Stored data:
============
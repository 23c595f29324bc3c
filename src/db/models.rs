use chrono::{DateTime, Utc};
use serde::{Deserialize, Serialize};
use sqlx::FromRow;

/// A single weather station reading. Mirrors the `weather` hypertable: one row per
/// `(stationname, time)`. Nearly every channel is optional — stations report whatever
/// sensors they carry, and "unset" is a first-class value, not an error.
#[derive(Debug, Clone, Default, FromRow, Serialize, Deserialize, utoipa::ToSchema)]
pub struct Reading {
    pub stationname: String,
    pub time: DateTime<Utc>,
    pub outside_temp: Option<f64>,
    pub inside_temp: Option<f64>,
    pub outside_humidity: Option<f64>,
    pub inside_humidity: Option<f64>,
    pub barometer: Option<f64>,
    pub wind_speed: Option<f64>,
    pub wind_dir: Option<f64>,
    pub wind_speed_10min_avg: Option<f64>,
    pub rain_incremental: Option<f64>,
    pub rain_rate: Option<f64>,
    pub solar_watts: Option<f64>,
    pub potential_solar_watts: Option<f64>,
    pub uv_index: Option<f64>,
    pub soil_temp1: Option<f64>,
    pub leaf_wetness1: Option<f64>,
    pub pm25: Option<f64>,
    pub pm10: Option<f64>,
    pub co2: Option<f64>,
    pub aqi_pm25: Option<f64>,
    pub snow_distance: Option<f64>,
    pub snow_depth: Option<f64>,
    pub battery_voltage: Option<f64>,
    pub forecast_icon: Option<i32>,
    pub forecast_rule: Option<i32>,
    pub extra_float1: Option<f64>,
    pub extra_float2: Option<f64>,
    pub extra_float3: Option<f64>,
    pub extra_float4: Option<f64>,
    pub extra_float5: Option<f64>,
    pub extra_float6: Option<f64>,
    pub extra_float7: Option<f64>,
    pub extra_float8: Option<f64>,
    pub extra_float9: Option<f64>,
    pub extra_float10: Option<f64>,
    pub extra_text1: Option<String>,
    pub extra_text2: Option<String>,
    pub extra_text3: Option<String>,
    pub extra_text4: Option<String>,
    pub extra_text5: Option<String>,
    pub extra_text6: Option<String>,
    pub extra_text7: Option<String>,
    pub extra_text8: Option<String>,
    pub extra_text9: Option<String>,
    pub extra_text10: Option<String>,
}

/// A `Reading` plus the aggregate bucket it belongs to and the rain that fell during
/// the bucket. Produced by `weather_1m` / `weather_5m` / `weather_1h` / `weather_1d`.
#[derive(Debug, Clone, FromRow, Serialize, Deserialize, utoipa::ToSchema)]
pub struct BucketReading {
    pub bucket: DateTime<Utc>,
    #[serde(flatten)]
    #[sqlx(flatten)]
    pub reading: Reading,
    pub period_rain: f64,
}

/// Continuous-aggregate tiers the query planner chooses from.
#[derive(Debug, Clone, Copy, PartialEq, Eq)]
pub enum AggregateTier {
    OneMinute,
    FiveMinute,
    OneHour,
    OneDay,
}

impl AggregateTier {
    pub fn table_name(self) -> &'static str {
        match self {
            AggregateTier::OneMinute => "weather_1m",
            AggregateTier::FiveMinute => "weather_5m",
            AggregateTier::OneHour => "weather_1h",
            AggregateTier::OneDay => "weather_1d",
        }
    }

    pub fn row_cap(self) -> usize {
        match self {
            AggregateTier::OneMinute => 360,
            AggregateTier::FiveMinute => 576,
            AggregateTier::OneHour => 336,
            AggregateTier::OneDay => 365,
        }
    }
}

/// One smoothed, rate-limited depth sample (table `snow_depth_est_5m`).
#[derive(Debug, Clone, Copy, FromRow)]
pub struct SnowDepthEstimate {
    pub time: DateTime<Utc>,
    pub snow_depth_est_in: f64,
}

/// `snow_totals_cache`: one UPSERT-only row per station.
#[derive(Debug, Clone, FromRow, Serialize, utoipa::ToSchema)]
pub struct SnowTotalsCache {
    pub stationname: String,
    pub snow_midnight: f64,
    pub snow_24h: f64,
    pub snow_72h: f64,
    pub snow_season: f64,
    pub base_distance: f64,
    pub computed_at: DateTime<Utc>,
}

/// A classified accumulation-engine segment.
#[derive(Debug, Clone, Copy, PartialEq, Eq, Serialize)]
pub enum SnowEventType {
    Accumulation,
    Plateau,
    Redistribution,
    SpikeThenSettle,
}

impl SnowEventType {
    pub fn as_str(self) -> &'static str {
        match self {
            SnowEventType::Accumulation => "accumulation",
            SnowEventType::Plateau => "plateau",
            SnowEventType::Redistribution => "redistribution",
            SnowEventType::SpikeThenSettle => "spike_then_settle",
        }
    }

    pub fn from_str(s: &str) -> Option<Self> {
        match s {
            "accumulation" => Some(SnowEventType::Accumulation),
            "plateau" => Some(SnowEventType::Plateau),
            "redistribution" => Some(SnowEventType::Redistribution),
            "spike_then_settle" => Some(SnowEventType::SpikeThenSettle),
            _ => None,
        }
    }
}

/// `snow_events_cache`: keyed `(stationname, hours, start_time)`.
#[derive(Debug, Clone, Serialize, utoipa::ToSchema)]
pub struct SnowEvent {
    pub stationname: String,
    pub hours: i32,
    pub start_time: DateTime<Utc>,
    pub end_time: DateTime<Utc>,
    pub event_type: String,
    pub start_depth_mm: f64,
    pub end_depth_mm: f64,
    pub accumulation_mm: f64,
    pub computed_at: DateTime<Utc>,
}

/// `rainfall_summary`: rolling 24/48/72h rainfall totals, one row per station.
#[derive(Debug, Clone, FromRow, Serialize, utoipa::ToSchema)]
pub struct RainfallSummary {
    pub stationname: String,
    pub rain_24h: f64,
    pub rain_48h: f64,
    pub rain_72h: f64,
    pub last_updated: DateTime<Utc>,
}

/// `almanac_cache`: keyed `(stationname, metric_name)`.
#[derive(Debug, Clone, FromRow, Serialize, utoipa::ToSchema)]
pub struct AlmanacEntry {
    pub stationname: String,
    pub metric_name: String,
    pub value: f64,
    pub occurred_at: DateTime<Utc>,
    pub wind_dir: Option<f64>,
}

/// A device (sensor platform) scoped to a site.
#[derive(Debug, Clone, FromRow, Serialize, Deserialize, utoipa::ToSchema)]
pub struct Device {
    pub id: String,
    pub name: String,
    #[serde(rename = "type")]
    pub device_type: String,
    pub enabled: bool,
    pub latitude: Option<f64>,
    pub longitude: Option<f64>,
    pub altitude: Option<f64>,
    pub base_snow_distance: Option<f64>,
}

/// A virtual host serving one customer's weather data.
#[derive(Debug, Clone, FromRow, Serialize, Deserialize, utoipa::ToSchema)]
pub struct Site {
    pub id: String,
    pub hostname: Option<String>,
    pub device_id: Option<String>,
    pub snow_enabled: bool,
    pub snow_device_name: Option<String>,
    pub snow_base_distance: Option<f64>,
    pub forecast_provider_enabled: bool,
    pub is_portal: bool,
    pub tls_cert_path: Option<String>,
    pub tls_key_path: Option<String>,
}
============
ABOUT THIS EXERCISE — Write out every entry above exactly as given.

EXERCISE RESULT —
repository 23c595f29324bc3c
filename src/db/models.rs
use chrono::{DateTime, Utc};
use serde::{Deserialize, Serialize};
use sqlx::FromRow;

/// A single weather station reading. Mirrors the `weather` hypertable: one row per
/// `(stationname, time)`. Nearly every channel is optional — stations report whatever
/// sensors they carry, and "unset" is a first-class value, not an error.
#[derive(Debug, Clone, Default, FromRow, Serialize, Deserialize, utoipa::ToSchema)]
pub struct Reading {
    pub stationname: String,
    pub time: DateTime<Utc>,
    pub outside_temp: Option<f64>,
    pub inside_temp: Option<f64>,
    pub outside_humidity: Option<f64>,
    pub inside_humidity: Option<f64>,
    pub barometer: Option<f64>,
    pub wind_speed: Option<f64>,
    pub wind_dir: Option<f64>,
    pub wind_speed_10min_avg: Option<f64>,
    pub rain_incremental: Option<f64>,
    pub rain_rate: Option<f64>,
    pub solar_watts: Option<f64>,
    pub potential_solar_watts: Option<f64>,
    pub uv_index: Option<f64>,
    pub soil_temp1: Option<f64>,
    pub leaf_wetness1: Option<f64>,
    pub pm25: Option<f64>,
    pub pm10: Option<f64>,
    pub co2: Option<f64>,
    pub aqi_pm25: Option<f64>,
    pub snow_distance: Option<f64>,
    pub snow_depth: Option<f64>,
    pub battery_voltage: Option<f64>,
    pub forecast_icon: Option<i32>,
    pub forecast_rule: Option<i32>,
    pub extra_float1: Option<f64>,
    pub extra_float2: Option<f64>,
    pub extra_float3: Option<f64>,
    pub extra_float4: Option<f64>,
    pub extra_float5: Option<f64>,
    pub extra_float6: Option<f64>,
    pub extra_float7: Option<f64>,
    pub extra_float8: Option<f64>,
    pub extra_float9: Option<f64>,
    pub extra_float10: Option<f64>,
    pub extra_text1: Option<String>,
    pub extra_text2: Option<String>,
    pub extra_text3: Option<String>,
    pub extra_text4: Option<String>,
    pub extra_text5: Option<String>,
    pub extra_text6: Option<String>,
    pub extra_text7: Option<String>,
    pub extra_text8: Option<String>,
    pub extra_text9: Option<String>,
    pub extra_text10: Option<String>,
}

/// A `Reading` plus the aggregate bucket it belongs to and the rain that fell during
/// the bucket. Produced by `weather_1m` / `weather_5m` / `weather_1h` / `weather_1d`.
#[derive(Debug, Clone, FromRow, Serialize, Deserialize, utoipa::ToSchema)]
pub struct BucketReading {
    pub bucket: DateTime<Utc>,
    #[serde(flatten)]
    #[sqlx(flatten)]
    pub reading: Reading,
    pub period_rain: f64,
}

/// Continuous-aggregate tiers the query planner chooses from.
#[derive(Debug, Clone, Copy, PartialEq, Eq)]
pub enum AggregateTier {
    OneMinute,
    FiveMinute,
    OneHour,
    OneDay,
}

impl AggregateTier {
    pub fn table_name(self) -> &'static str {
        match self {
            AggregateTier::OneMinute => "weather_1m",
            AggregateTier::FiveMinute => "weather_5m",
            AggregateTier::OneHour => "weather_1h",
            AggregateTier::OneDay => "weather_1d",
        }
    }

    pub fn row_cap(self) -> usize {
        match self {
            AggregateTier::OneMinute => 360,
            AggregateTier::FiveMinute => 576,
            AggregateTier::OneHour => 336,
            AggregateTier::OneDay => 365,
        }
    }
}

/// One smoothed, rate-limited depth sample (table `snow_depth_est_5m`).
#[derive(Debug, Clone, Copy, FromRow)]
pub struct SnowDepthEstimate {
    pub time: DateTime<Utc>,
    pub snow_depth_est_in: f64,
}

/// `snow_totals_cache`: one UPSERT-only row per station.
#[derive(Debug, Clone, FromRow, Serialize, utoipa::ToSchema)]
pub struct SnowTotalsCache {
    pub stationname: String,
    pub snow_midnight: f64,
    pub snow_24h: f64,
    pub snow_72h: f64,
    pub snow_season: f64,
    pub base_distance: f64,
    pub computed_at: DateTime<Utc>,
}

/// A classified accumulation-engine segment.
#[derive(Debug, Clone, Copy, PartialEq, Eq, Serialize)]
pub enum SnowEventType {
    Accumulation,
    Plateau,
    Redistribution,
    SpikeThenSettle,
}

impl SnowEventType {
    pub fn as_str(self) -> &'static str {
        match self {
            SnowEventType::Accumulation => "accumulation",
            SnowEventType::Plateau => "plateau",
            SnowEventType::Redistribution => "redistribution",
            SnowEventType::SpikeThenSettle => "spike_then_settle",
        }
    }

    pub fn from_str(s: &str) -> Option<Self> {
        match s {
            "accumulation" => Some(SnowEventType::Accumulation),
            "plateau" => Some(SnowEventType::Plateau),
            "redistribution" => Some(SnowEventType::Redistribution),
            "spike_then_settle" => Some(SnowEventType::SpikeThenSettle),
            _ => None,
        }
    }
}

/// `snow_events_cache`: keyed `(stationname, hours, start_time)`.
#[derive(Debug, Clone, Serialize, utoipa::ToSchema)]
pub struct SnowEvent {
    pub stationname: String,
    pub hours: i32,
    pub start_time: DateTime<Utc>,
    pub end_time: DateTime<Utc>,
    pub event_type: String,
    pub start_depth_mm: f64,
    pub end_depth_mm: f64,
    pub accumulation_mm: f64,
    pub computed_at: DateTime<Utc>,
}

/// `rainfall_summary`: rolling 24/48/72h rainfall totals, one row per station.
#[derive(Debug, Clone, FromRow, Serialize, utoipa::ToSchema)]
pub struct RainfallSummary {
    pub stationname: String,
    pub rain_24h: f64,
    pub rain_48h: f64,
    pub rain_72h: f64,
    pub last_updated: DateTime<Utc>,
}

/// `almanac_cache`: keyed `(stationname, metric_name)`.
#[derive(Debug, Clone, FromRow, Serialize, utoipa::ToSchema)]
pub struct AlmanacEntry {
    pub stationname: String,
    pub metric_name: String,
    pub value: f64,
    pub occurred_at: DateTime<Utc>,
    pub wind_dir: Option<f64>,
}

/// A device (sensor platform) scoped to a site.
#[derive(Debug, Clone, FromRow, Serialize, Deserialize, utoipa::ToSchema)]
pub struct Device {
    pub id: String,
    pub name: String,
    #[serde(rename = "type")]
    pub device_type: String,
    pub enabled: bool,
    pub latitude: Option<f64>,
    pub longitude: Option<f64>,
    pub altitude: Option<f64>,
    pub base_snow_distance: Option<f64>,
}

/// A virtual host serving one customer's weather data.
#[derive(Debug, Clone, FromRow, Serialize, Deserialize, utoipa::ToSchema)]
pub struct Site {
    pub id: String,
    pub hostname: Option<String>,
    pub device_id: Option<String>,
    pub snow_enabled: bool,
    pub snow_device_name: Option<String>,
    pub snow_base_distance: Option<f64>,
    pub forecast_provider_enabled: bool,
    pub is_portal: bool,
    pub tls_cert_path: Option<String>,
    pub tls_key_path: Option<String>,
}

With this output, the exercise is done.